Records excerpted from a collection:
--- START ---
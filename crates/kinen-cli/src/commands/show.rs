use std::path::Path;

use serde::Serialize;

use crate::commands::common::{
    conflict_to_item, format_conflict_lines, format_mutation_lines, format_record_detail,
    mutation_to_item, normalize_record_identifier, open_store, record_to_list_item, resolve_record,
    ConflictItem, MutationItem, RecordListItem,
};
use crate::error::CliError;

#[derive(Debug, Serialize)]
struct RecordDetail {
    record: RecordListItem,
    queued: Vec<MutationItem>,
    conflicts: Vec<ConflictItem>,
}

pub async fn run_show(id: &str, as_json: bool, db_path: &Path) -> Result<(), CliError> {
    let query = normalize_record_identifier(id)?;
    let store = open_store(db_path)?;
    let record = resolve_record(&store, &query).await?;
    let queued = store.mutations_for(&record.id).await?;
    let conflicts = store.conflicts_for(&record.id.to_string()).await?;

    if as_json {
        let detail = RecordDetail {
            record: record_to_list_item(&record),
            queued: queued.iter().map(mutation_to_item).collect(),
            conflicts: conflicts.iter().map(conflict_to_item).collect(),
        };
        println!("{}", serde_json::to_string_pretty(&detail)?);
        return Ok(());
    }

    for line in format_record_detail(&record) {
        println!("{line}");
    }
    if !queued.is_empty() {
        println!("queued:");
        for line in format_mutation_lines(&queued) {
            println!("  {line}");
        }
    }
    if !conflicts.is_empty() {
        println!("conflicts:");
        for line in format_conflict_lines(&conflicts) {
            println!("  {line}");
        }
    }
    Ok(())
}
--- END ---
Try it:
Copy each line above where "Serialize" appears.

Task result:
use serde::Serialize;
#[derive(Debug, Serialize)]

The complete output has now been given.